PROBLEM TO SOLVE: Should the word "HashSet" occur in a line of the records, copy that line.

-------- GIVEN DATA --------

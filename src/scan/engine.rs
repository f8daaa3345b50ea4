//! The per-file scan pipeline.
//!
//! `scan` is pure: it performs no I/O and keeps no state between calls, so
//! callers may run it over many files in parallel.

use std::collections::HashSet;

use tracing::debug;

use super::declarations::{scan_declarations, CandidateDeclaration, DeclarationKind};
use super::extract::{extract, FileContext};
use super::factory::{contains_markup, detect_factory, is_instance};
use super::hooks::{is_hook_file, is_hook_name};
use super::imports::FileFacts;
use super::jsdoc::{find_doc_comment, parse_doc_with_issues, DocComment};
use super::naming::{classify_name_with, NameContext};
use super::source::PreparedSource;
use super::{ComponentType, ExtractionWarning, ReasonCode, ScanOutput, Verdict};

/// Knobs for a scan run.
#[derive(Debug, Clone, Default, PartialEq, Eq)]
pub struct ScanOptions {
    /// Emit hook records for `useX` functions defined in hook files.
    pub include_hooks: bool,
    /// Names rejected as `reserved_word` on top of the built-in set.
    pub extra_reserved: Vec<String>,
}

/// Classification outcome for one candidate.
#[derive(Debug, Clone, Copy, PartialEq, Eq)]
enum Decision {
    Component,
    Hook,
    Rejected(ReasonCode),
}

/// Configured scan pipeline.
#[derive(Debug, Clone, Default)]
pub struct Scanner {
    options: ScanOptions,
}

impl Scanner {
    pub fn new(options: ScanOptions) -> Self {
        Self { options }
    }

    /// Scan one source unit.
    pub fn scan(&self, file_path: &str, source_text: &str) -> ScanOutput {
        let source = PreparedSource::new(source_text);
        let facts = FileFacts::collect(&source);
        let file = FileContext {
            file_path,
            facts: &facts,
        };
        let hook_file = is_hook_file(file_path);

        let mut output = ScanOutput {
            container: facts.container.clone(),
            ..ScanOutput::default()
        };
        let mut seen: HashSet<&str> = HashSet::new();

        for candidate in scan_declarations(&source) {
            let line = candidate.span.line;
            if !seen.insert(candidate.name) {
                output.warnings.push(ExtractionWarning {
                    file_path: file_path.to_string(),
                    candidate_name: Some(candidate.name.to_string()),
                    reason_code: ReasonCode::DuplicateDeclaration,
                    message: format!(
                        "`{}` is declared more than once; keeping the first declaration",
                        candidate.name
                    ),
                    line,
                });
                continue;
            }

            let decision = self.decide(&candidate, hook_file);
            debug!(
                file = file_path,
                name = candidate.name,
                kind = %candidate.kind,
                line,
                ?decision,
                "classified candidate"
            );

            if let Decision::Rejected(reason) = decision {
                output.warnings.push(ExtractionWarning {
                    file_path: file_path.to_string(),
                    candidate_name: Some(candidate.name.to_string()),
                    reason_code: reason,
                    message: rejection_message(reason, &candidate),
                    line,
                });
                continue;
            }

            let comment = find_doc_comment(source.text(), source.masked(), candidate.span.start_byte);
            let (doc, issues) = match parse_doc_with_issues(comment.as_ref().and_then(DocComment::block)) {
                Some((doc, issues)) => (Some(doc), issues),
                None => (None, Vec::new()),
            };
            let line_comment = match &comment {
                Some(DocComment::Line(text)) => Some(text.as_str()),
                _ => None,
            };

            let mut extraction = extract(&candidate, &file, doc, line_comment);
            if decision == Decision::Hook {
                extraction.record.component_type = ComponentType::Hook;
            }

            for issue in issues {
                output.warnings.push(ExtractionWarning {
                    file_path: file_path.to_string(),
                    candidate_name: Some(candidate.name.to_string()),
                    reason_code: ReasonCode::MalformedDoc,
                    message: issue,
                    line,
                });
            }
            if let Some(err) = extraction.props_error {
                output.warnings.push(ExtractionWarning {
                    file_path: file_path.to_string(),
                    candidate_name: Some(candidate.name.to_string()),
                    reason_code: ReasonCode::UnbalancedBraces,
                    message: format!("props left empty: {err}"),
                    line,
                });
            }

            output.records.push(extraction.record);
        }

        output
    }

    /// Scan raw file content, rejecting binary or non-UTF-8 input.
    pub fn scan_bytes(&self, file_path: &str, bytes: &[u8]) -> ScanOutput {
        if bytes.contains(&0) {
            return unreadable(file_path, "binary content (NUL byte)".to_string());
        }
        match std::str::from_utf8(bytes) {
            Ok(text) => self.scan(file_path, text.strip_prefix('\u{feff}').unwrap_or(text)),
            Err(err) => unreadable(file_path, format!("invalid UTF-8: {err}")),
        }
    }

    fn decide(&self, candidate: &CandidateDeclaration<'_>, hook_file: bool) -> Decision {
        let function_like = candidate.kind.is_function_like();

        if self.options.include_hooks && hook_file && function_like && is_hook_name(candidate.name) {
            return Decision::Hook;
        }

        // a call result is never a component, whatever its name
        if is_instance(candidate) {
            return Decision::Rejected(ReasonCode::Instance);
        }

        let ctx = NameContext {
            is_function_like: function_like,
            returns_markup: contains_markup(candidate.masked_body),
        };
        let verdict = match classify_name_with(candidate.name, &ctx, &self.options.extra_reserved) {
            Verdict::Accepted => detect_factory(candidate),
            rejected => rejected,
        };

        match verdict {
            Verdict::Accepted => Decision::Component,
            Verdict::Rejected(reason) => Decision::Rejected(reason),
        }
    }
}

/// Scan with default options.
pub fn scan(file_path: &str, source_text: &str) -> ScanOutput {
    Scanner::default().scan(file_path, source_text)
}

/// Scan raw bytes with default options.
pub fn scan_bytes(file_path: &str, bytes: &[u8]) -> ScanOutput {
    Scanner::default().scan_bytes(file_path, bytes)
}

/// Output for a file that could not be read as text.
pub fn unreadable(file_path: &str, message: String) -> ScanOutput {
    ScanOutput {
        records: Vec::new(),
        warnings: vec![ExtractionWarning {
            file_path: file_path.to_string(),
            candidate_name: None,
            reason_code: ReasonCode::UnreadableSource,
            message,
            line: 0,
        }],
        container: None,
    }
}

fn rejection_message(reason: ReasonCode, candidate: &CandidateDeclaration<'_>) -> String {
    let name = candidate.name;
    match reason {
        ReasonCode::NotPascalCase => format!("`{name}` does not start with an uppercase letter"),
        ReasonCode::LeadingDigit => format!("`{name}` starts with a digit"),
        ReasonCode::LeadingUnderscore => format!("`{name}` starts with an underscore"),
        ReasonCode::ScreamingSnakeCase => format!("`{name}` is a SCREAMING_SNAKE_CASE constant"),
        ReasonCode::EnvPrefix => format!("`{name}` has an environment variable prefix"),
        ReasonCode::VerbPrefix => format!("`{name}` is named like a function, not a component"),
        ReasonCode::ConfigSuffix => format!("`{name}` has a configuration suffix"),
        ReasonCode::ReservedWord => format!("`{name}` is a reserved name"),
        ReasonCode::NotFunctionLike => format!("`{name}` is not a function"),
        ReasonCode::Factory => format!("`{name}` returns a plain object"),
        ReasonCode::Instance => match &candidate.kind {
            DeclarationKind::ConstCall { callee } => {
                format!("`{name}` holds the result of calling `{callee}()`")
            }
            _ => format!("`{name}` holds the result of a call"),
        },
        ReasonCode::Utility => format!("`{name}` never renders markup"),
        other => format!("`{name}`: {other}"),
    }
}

--------
-------- GIVEN DATA --------

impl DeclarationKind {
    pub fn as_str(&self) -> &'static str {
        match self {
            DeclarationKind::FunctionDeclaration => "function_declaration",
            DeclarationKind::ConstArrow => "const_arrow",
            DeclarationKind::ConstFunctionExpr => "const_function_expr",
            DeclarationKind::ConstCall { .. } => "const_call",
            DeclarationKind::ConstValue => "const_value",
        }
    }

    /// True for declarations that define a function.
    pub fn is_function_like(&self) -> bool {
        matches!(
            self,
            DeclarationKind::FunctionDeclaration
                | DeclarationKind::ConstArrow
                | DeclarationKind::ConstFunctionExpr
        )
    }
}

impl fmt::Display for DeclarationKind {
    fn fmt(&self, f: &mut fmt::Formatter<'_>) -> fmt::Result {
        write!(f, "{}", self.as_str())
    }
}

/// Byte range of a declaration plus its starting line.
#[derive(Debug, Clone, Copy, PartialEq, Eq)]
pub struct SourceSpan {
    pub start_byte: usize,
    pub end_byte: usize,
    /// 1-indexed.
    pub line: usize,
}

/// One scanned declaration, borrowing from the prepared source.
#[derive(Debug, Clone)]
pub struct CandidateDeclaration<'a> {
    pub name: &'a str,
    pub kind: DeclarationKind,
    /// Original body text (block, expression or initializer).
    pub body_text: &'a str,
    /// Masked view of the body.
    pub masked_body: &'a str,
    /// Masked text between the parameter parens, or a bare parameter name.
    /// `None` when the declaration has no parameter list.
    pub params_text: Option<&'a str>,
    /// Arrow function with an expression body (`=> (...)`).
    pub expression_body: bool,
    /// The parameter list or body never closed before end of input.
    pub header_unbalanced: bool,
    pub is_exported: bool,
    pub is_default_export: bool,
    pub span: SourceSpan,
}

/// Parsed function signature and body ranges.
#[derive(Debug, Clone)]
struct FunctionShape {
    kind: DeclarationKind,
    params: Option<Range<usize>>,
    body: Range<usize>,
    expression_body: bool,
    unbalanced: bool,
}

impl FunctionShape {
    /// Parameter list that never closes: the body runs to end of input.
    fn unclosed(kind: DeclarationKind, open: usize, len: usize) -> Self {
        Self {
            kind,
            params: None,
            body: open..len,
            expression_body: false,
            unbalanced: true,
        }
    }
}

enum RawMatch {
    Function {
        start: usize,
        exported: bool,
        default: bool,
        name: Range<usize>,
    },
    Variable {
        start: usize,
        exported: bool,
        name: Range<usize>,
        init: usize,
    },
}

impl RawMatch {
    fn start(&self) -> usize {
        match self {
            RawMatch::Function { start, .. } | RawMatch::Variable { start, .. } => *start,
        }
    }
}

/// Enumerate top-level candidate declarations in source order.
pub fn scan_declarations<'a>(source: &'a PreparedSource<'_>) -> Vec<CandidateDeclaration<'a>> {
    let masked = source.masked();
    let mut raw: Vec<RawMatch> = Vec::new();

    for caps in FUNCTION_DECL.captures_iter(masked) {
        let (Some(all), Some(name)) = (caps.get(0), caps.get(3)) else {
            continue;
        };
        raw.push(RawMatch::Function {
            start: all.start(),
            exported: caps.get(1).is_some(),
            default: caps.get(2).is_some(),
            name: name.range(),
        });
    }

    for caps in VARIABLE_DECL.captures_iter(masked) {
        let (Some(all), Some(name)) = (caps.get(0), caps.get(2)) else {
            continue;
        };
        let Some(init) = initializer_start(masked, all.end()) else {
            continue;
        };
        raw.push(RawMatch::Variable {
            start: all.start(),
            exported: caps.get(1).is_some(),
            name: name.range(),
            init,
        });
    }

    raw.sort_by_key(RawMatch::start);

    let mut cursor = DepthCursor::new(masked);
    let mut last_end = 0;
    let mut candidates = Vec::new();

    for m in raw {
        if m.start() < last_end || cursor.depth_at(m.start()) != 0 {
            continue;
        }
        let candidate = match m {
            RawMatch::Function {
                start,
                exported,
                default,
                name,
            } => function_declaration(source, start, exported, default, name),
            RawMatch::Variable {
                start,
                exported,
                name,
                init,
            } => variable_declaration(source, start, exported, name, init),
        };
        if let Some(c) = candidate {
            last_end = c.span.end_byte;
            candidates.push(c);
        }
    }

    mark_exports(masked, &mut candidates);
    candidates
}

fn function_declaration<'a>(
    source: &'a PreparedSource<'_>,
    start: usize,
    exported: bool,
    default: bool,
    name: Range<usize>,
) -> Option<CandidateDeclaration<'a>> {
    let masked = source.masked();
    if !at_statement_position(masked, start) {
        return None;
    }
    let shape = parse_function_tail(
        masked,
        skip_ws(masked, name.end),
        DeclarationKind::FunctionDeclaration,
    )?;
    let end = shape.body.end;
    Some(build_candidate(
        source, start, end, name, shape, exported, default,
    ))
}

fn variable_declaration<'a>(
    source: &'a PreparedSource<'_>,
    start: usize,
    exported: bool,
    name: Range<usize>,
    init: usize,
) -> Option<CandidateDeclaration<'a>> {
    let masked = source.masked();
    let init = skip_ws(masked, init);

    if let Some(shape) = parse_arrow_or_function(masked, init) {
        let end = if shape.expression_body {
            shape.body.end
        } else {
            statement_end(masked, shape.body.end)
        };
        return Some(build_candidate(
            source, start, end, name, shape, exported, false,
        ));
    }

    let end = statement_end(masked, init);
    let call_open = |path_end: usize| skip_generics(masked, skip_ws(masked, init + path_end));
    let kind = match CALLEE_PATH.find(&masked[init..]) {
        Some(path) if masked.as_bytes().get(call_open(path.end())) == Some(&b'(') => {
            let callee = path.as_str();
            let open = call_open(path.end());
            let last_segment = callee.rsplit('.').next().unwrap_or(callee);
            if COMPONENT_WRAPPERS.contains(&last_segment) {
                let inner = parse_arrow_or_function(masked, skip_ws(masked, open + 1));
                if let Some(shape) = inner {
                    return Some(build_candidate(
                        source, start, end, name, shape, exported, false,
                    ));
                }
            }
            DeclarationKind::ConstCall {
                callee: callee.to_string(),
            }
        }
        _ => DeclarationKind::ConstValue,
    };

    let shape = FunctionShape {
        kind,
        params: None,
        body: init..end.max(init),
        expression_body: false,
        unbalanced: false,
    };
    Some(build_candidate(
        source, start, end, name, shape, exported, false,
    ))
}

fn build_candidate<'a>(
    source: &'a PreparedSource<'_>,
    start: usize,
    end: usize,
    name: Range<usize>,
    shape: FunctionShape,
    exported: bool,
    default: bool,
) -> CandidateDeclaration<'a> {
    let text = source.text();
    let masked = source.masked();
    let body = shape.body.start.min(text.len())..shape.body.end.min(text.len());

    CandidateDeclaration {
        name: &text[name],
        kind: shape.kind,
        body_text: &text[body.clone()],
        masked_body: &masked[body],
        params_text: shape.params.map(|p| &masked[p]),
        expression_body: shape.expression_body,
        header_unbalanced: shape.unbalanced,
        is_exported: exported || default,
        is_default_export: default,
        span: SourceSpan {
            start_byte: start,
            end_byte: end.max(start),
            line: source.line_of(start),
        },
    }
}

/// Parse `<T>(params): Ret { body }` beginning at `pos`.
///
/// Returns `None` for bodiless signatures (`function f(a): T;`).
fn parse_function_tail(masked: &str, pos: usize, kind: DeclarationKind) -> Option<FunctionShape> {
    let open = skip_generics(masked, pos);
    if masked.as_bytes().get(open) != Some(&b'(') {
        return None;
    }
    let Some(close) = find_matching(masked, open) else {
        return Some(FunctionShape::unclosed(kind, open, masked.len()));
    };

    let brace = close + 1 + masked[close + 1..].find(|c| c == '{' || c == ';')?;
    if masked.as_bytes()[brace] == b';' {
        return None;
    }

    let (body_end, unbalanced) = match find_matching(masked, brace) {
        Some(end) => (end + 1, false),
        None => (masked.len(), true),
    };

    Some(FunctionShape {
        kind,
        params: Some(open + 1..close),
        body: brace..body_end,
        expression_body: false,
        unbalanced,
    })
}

--------

EXERCISE ANSWER:
use std::collections::HashSet;
        let mut seen: HashSet<&str> = HashSet::new();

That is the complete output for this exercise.